--- Try it ---
For the records that follow, please set down exactly the lines between the one holding "let flags = Criteria::new().evaluate(&station);" and the one holding "Criteria::new().with_years(1976, 1980).with_months(1, 3);", inclusive, and only those.

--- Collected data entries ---

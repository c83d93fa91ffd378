//! Bathymetry side-channel: a premade text file with one line per station
//! in the paired OCL file, read in lockstep with it.
//!
//! Each line carries `lon lat ordinal depth`, whitespace-separated, with
//! depth negative-down as bathymetry grids store it. Exactly one record is
//! consumed per station decode, including skipped and filtered stations, so
//! the two streams stay aligned.

use std::io::BufRead;

use crate::{OclError, Result};

/// Latitude band (degrees, symmetric about the equator) covered by the
/// bathymetry database. Outside it the database value is not trusted.
pub const COVERED_LAT_BAND: f64 = 72.0;

/// Whether a latitude lies inside the database's covered band.
///
/// NaN is outside.
pub fn within_covered_band(lat: f64) -> bool {
    (-COVERED_LAT_BAND..=COVERED_LAT_BAND).contains(&lat)
}

/// One bathymetry line. `depth` is sign-flipped to positive-down on read.
#[derive(Debug, Clone, Copy, PartialEq)]
pub struct BathyRecord {
    pub lon: f64,
    pub lat: f64,
    pub ordinal: i64,
    pub depth: f64,
}

/// Forward-only reader over a bathymetry side-channel file.
pub struct BathyReader {
    input: Box<dyn BufRead>,
}

impl BathyReader {
    pub fn new<B: BufRead + 'static>(input: B) -> Self {
        Self {
            input: Box::new(input),
        }
    }

    /// Read the next record, skipping blank lines.
    ///
    /// Running out of records while stations remain is an error: the streams
    /// would fall out of lockstep.
    pub fn next_record(&mut self) -> Result<BathyRecord> {
        loop {
            let mut line = String::new();
            let n = self.input.read_line(&mut line)?;
            if n == 0 {
                return Err(OclError::BadBathyRecord {
                    line: String::from("<end of bathymetry stream>"),
                });
            }
            if line.trim().is_empty() {
                continue;
            }
            return parse_line(line.trim_end());
        }
    }
}

fn parse_line(line: &str) -> Result<BathyRecord> {
    let bad = || OclError::BadBathyRecord {
        line: line.to_owned(),
    };

    let mut fields = line.split_whitespace();
    let lon = fields.next().and_then(|f| f.parse().ok()).ok_or_else(bad)?;
    let lat = fields.next().and_then(|f| f.parse().ok()).ok_or_else(bad)?;
    let ordinal = fields.next().and_then(|f| f.parse().ok()).ok_or_else(bad)?;
    let depth: f64 = fields.next().and_then(|f| f.parse().ok()).ok_or_else(bad)?;
    if fields.next().is_some() {
        return Err(bad());
    }

    Ok(BathyRecord {
        lon,
        lat,
        ordinal,
        depth: -depth,
    })
}
//! Fixed tables: canonical standard-level depths and the WOD variable-code
//! vocabulary.

/// Canonical standard-level depths in meters.
///
/// Standard-level stations do not encode per-level depths; each level's depth
/// is this table's entry at the level index.
pub const STANDARD_LEVEL_DEPTHS: [f64; 40] = [
    0.0, 10.0, 20.0, 30.0, 50.0, 75.0, 100.0, 125.0, 150.0, 200.0, 250.0, 300.0, 400.0, 500.0,
    600.0, 700.0, 800.0, 900.0, 1000.0, 1100.0, 1200.0, 1300.0, 1400.0, 1500.0, 1750.0, 2000.0,
    2500.0, 3000.0, 3500.0, 4000.0, 4500.0, 5000.0, 5500.0, 6000.0, 6500.0, 7000.0, 7500.0, 8000.0,
    8500.0, 9000.0,
];

/// Short label for a WOD variable code (e.g. 1 = "Temp", 2 = "Sal").
pub fn variable_label(code: i64) -> Option<&'static str> {
    Some(match code {
        1 => "Temp",
        2 => "Sal",
        3 => "Oxy",
        4 => "Phos",
        6 => "Silic",
        7 => "Nitri",
        8 => "Nitra",
        9 => "pH",
        11 => "Chlor",
        17 => "Alka",
        25 => "Pres",
        _ => return None,
    })
}

/// Measurement units for a WOD variable code.
pub fn variable_units(code: i64) -> Option<&'static str> {
    Some(match code {
        1 => "deg C",
        2 => "ppt",
        3 => "ml/l",
        4 | 6 | 7 | 8 => "micromolar",
        9 => "unitless",
        11 => "ug/l",
        17 => "meq/l",
        25 => "dbars",
        _ => return None,
    })
}
//! Station filtering: caller criteria and the per-station flags computed
//! from them.
//!
//! Every check is independently toggleable and trivially passes when its
//! criterion is absent. The station reader ANDs the flags (via
//! [`FilterFlags::pass`]) to decide whether decoding the profile is worth
//! the I/O; callers apply the same conjunction for output eligibility.

use std::fmt;

use crate::station::{Station, VariableColumn};

/// Near-zero threshold for the zero-lat/lon plausibility check; exact
/// floating-point equality cannot be relied on.
const ZERO_EPSILON: f64 = 1e-7;

/// Inclusive lat/lon box, in decimal degrees.
///
/// NaN coordinates compare false against every bound and therefore pass:
/// a station with no recorded position is not cut by the box filter.
#[derive(Debug, Clone, Copy, PartialEq)]
pub struct Region {
    pub west: f64,
    pub east: f64,
    pub south: f64,
    pub north: f64,
}

impl Region {
    pub fn new(west: f64, east: f64, south: f64, north: f64) -> Self {
        Self {
            west,
            east,
            south,
            north,
        }
    }

    pub fn contains(&self, lat: f64, lon: f64) -> bool {
        !(lon < self.west || lon > self.east || lat < self.south || lat > self.north)
    }
}

/// A 10-degree WMO square designator, four ASCII characters.
///
/// Its fixed character positions say whether the square straddles the
/// equator (2nd character `0`) or the prime meridian (3rd and 4th
/// characters `0`), which is what makes a recorded zero latitude or
/// longitude plausible.
///
/// # Examples
///
/// ```
/// use oclfilt_rs::WmoSquare;
///
/// let square = WmoSquare::new("1000").unwrap();
/// assert!(square.zero_lat_plausible());
/// assert!(!WmoSquare::new("1200").unwrap().zero_lat_plausible());
/// ```
#[derive(Debug, Clone, Copy, PartialEq, Eq)]
pub struct WmoSquare([u8; 4]);

impl WmoSquare {
    /// Build from a 4-character designator; `None` for any other length.
    pub fn new(designator: &str) -> Option<Self> {
        let bytes = designator.as_bytes();
        Some(Self(bytes.try_into().ok()?))
    }

    /// A zero latitude is plausible when the square lies along the equator.
    pub fn zero_lat_plausible(&self) -> bool {
        self.0[1] == b'0'
    }

    /// A zero longitude is plausible when the square lies along the prime
    /// meridian.
    pub fn zero_lon_plausible(&self) -> bool {
        self.0[2] == b'0' && self.0[3] == b'0'
    }
}

impl fmt::Display for WmoSquare {
    fn fmt(&self, f: &mut fmt::Formatter<'_>) -> fmt::Result {
        for byte in self.0 {
            write!(f, "{}", byte as char)?;
        }
        Ok(())
    }
}

/// Caller-supplied filter criteria. All absent by default.
#[derive(Debug, Clone, Default)]
pub struct Criteria {
    /// Variable codes that must all be present among a station's declared
    /// columns, none with a nonzero column error code.
    pub required_variables: Option<Vec<i64>>,
    /// Minimum declared profile level count, inclusive.
    pub min_levels: Option<i64>,
    pub region: Option<Region>,
    /// Inclusive (min, max) year range.
    pub years: Option<(i64, i64)>,
    /// Inclusive (min, max) month range.
    pub months: Option<(i64, i64)>,
    /// Enables the zero-lat/lon plausibility check against this square.
    pub wmo_square: Option<WmoSquare>,
}

impl Criteria {
    pub fn new() -> Self {
        Self::default()
    }

    pub fn with_required_variables(mut self, codes: Vec<i64>) -> Self {
        self.required_variables = Some(codes);
        self
    }

    pub fn with_min_levels(mut self, min: i64) -> Self {
        self.min_levels = Some(min);
        self
    }

    pub fn with_region(mut self, region: Region) -> Self {
        self.region = Some(region);
        self
    }

    pub fn with_years(mut self, min: i64, max: i64) -> Self {
        self.years = Some((min, max));
        self
    }

    pub fn with_months(mut self, min: i64, max: i64) -> Self {
        self.months = Some((min, max));
        self
    }

    pub fn with_wmo_square(mut self, square: WmoSquare) -> Self {
        self.wmo_square = Some(square);
        self
    }

    /// Compute all filter flags for a station's header data.
    ///
    /// Runs before any profile is read; every check uses header fields only.
    pub fn evaluate(&self, station: &Station) -> FilterFlags {
        let variables_ok = match &self.required_variables {
            Some(required) => covers_required(required, &station.variables),
            None => true,
        };

        let latlon_plausible = match &self.wmo_square {
            Some(square) => {
                let bad_lat = station.lat.abs() < ZERO_EPSILON && !square.zero_lat_plausible();
                let bad_lon = station.lon.abs() < ZERO_EPSILON && !square.zero_lon_plausible();
                !(bad_lat || bad_lon)
            }
            None => true,
        };

        let in_region = self
            .region
            .map_or(true, |region| region.contains(station.lat, station.lon));

        let year_ok = self
            .years
            .map_or(true, |(min, max)| station.year >= min && station.year <= max);

        let month_ok = self.months.map_or(true, |(min, max)| {
            station.month >= min && station.month <= max
        });

        let enough_levels = self
            .min_levels
            .map_or(true, |min| station.declared_levels >= min);

        FilterFlags {
            variables_ok,
            latlon_plausible,
            in_region,
            year_ok,
            month_ok,
            enough_levels,
        }
    }
}

/// Whether every requested code appears among the declared columns and no
/// matching column carries a nonzero error code. An empty request passes.
fn covers_required(required: &[i64], declared: &[VariableColumn]) -> bool {
    let mut matched = 0usize;
    let mut flagged = 0usize;
    for code in required {
        for column in declared {
            if column.code == *code {
                matched += 1;
                if column.err_code > 0 {
                    flagged += 1;
                }
            }
        }
    }
    matched >= required.len() && flagged == 0
}

/// Independent pass/fail flags from one station's filter evaluation.
/// Transient: computed per station, never persisted.
#[derive(Debug, Clone, Copy, PartialEq, Eq)]
pub struct FilterFlags {
    pub variables_ok: bool,
    pub latlon_plausible: bool,
    pub in_region: bool,
    pub year_ok: bool,
    pub month_ok: bool,
    pub enough_levels: bool,
}

impl FilterFlags {
    /// The conjunction of all checks. The station reader uses this for
    /// early exit and callers must use it identically for output decisions.
    pub fn pass(&self) -> bool {
        self.variables_ok
            && self.latlon_plausible
            && self.in_region
            && self.year_ok
            && self.month_ok
            && self.enough_levels
    }
}

#[cfg(test)]
mod tests {
    use super::*;
    use crate::station::Station;

    fn station_with(lat: f64, lon: f64, year: i64, month: i64, levels: i64) -> Station {
        let mut station = Station::new(0);
        station.lat = lat;
        station.lon = lon;
        station.year = year;
        station.month = month;
        station.declared_levels = levels;
        station
    }

    #[test]
    fn absent_criteria_trivially_pass() {
        let station = station_with(f64::NAN, f64::NAN, -1, -1, 0);
        let flags = Criteria::new().evaluate(&station);
        assert!(flags.pass());
    }

    #[test]
    fn region_bounds_are_inclusive() {
        let criteria = Criteria::new().with_region(Region::new(-130.0, -120.0, 40.0, 50.0));
        assert!(criteria.evaluate(&station_with(40.0, -130.0, 1980, 6, 5)).in_region);
        assert!(criteria.evaluate(&station_with(50.0, -120.0, 1980, 6, 5)).in_region);
        assert!(!criteria.evaluate(&station_with(39.9, -125.0, 1980, 6, 5)).in_region);
        assert!(!criteria.evaluate(&station_with(45.0, -119.0, 1980, 6, 5)).in_region);
    }

    #[test]
    fn nan_position_passes_region() {
        let criteria = Criteria::new().with_region(Region::new(-130.0, -120.0, 40.0, 50.0));
        assert!(criteria.evaluate(&station_with(f64::NAN, f64::NAN, 1980, 6, 5)).in_region);
    }

    #[test]
    fn year_and_month_ranges() {
        let criteria = Criteria::new().with_years(1976, 1980).with_months(1, 3);
        let flags = criteria.evaluate(&station_with(45.0, -125.0, 1976, 3, 5));
        assert!(flags.year_ok && flags.month_ok);
        let flags = criteria.evaluate(&station_with(45.0, -125.0, 1981, 4, 5));
        assert!(!flags.year_ok && !flags.month_ok);
    }

    #[test]
    fn required_variables_subset_and_error_free() {
        let mut station = station_with(45.0, -125.0, 1980, 6, 5);
        station.variables = vec![
            VariableColumn { code: 1, err_code: 0 },
            VariableColumn { code: 2, err_code: 0 },
            VariableColumn { code: 25, err_code: 0 },
        ];
        let criteria = Criteria::new().with_required_variables(vec![1, 25]);
        assert!(criteria.evaluate(&station).variables_ok);

        // Missing variable.
        let criteria = Criteria::new().with_required_variables(vec![1, 3]);
        assert!(!criteria.evaluate(&station).variables_ok);

        // Column-wide error code on a required variable.
        station.variables[0].err_code = 2;
        let criteria = Criteria::new().with_required_variables(vec![1, 2]);
        assert!(!criteria.evaluate(&station).variables_ok);
    }

    #[test]
    fn zero_lat_checked_against_wmo_square() {
        let station = station_with(0.0, -125.0, 1980, 6, 5);

        let equator = Criteria::new().with_wmo_square(WmoSquare::new("1000").unwrap());
        assert!(equator.evaluate(&station).latlon_plausible);

        let off_equator = Criteria::new().with_wmo_square(WmoSquare::new("1200").unwrap());
        assert!(!off_equator.evaluate(&station).latlon_plausible);
    }

    #[test]
    fn zero_lon_checked_against_wmo_square() {
        let station = station_with(45.0, 0.0, 1980, 6, 5);

        let meridian = Criteria::new().with_wmo_square(WmoSquare::new("1700").unwrap());
        assert!(meridian.evaluate(&station).latlon_plausible);

        let off_meridian = Criteria::new().with_wmo_square(WmoSquare::new("1712").unwrap());
        assert!(!off_meridian.evaluate(&station).latlon_plausible);
    }

    #[test]
    fn min_levels_uses_declared_count() {
        let criteria = Criteria::new().with_min_levels(10);
        assert!(!criteria.evaluate(&station_with(45.0, -125.0, 1980, 6, 9)).enough_levels);
        assert!(criteria.evaluate(&station_with(45.0, -125.0, 1980, 6, 10)).enough_levels);
    }

    #[test]
    fn wmo_square_requires_four_characters() {
        assert!(WmoSquare::new("1000").is_some());
        assert!(WmoSquare::new("100").is_none());
        assert!(WmoSquare::new("10000").is_none());
    }
}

--- Response for this exercise ---
        let flags = Criteria::new().evaluate(&station);
        assert!(flags.pass());
    }

    #[test]
    fn region_bounds_are_inclusive() {
        let criteria = Criteria::new().with_region(Region::new(-130.0, -120.0, 40.0, 50.0));
        assert!(criteria.evaluate(&station_with(40.0, -130.0, 1980, 6, 5)).in_region);
        assert!(criteria.evaluate(&station_with(50.0, -120.0, 1980, 6, 5)).in_region);
        assert!(!criteria.evaluate(&station_with(39.9, -125.0, 1980, 6, 5)).in_region);
        assert!(!criteria.evaluate(&station_with(45.0, -119.0, 1980, 6, 5)).in_region);
    }

    #[test]
    fn nan_position_passes_region() {
        let criteria = Criteria::new().with_region(Region::new(-130.0, -120.0, 40.0, 50.0));
        assert!(criteria.evaluate(&station_with(f64::NAN, f64::NAN, 1980, 6, 5)).in_region);
    }

    #[test]
    fn year_and_month_ranges() {
        let criteria = Criteria::new().with_years(1976, 1980).with_months(1, 3);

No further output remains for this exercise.